**Task prompt:** The entries are to be repeated verbatim, with nothing left out.

**Recorded data:**
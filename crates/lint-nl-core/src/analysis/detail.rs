//! Assembly of the detailed readability report.
//!
//! Pure shaping: the pieces computed upstream are combined into the public
//! [`ReadabilityReport`]. Upstream unavailability arrives as `None` fields
//! and stays that way; assembly itself never fails.

use crate::annotation::AnnotatedSentence;
use crate::scoring::ScoreResult;

use super::AnalysisOptions;
use super::reports::{
    DocumentFeatures, DocumentStats, ReadabilityReport, SentenceFeatures, SentenceStats,
};

/// Combine per-sentence and document-level results into the report.
///
/// `sentences`, `features`, and `scores` are parallel slices in document
/// order.
pub fn build_report(
    sentences: &[AnnotatedSentence],
    features: Vec<SentenceFeatures>,
    scores: &[ScoreResult],
    document_features: DocumentFeatures,
    document_score: ScoreResult,
    options: &AnalysisOptions,
) -> ReadabilityReport {
    let scored: Vec<f64> = scores.iter().filter_map(|s| s.score).collect();
    let min_sentence_score = scored.iter().copied().reduce(f64::min);
    let max_sentence_score = scored.iter().copied().reduce(f64::max);

    let sentence_stats = sentences
        .iter()
        .zip(features)
        .zip(scores)
        .map(|((sentence, features), score)| SentenceStats {
            text: sentence.text(),
            score: score.score,
            level: score.level,
            least_frequent_words: features.least_frequent(options.least_frequent_words),
            features,
        })
        .collect();

    ReadabilityReport {
        document: DocumentStats {
            sentence_count: document_features.sentence_count,
            score: document_score.score,
            level: document_score.level,
            min_sentence_score,
            max_sentence_score,
            features: document_features,
            compound_frequency_adjustment: options.compound_frequency_adjustment,
        },
        sentences: sentence_stats,
    }
}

**Result of the exercise:**
filename crates/lint-nl-core/src/analysis/detail.rs
//! Assembly of the detailed readability report.
//!
//! Pure shaping: the pieces computed upstream are combined into the public
//! [`ReadabilityReport`]. Upstream unavailability arrives as `None` fields
//! and stays that way; assembly itself never fails.

use crate::annotation::AnnotatedSentence;
use crate::scoring::ScoreResult;

use super::AnalysisOptions;
use super::reports::{
    DocumentFeatures, DocumentStats, ReadabilityReport, SentenceFeatures, SentenceStats,
};

/// Combine per-sentence and document-level results into the report.
///
/// `sentences`, `features`, and `scores` are parallel slices in document
/// order.
pub fn build_report(
    sentences: &[AnnotatedSentence],
    features: Vec<SentenceFeatures>,
    scores: &[ScoreResult],
    document_features: DocumentFeatures,
    document_score: ScoreResult,
    options: &AnalysisOptions,
) -> ReadabilityReport {
    let scored: Vec<f64> = scores.iter().filter_map(|s| s.score).collect();
    let min_sentence_score = scored.iter().copied().reduce(f64::min);
    let max_sentence_score = scored.iter().copied().reduce(f64::max);

    let sentence_stats = sentences
        .iter()
        .zip(features)
        .zip(scores)
        .map(|((sentence, features), score)| SentenceStats {
            text: sentence.text(),
            score: score.score,
            level: score.level,
            least_frequent_words: features.least_frequent(options.least_frequent_words),
            features,
        })
        .collect();

    ReadabilityReport {
        document: DocumentStats {
            sentence_count: document_features.sentence_count,
            score: document_score.score,
            level: document_score.level,
            min_sentence_score,
            max_sentence_score,
            features: document_features,
            compound_frequency_adjustment: options.compound_frequency_adjustment,
        },
        sentences: sentence_stats,
    }
}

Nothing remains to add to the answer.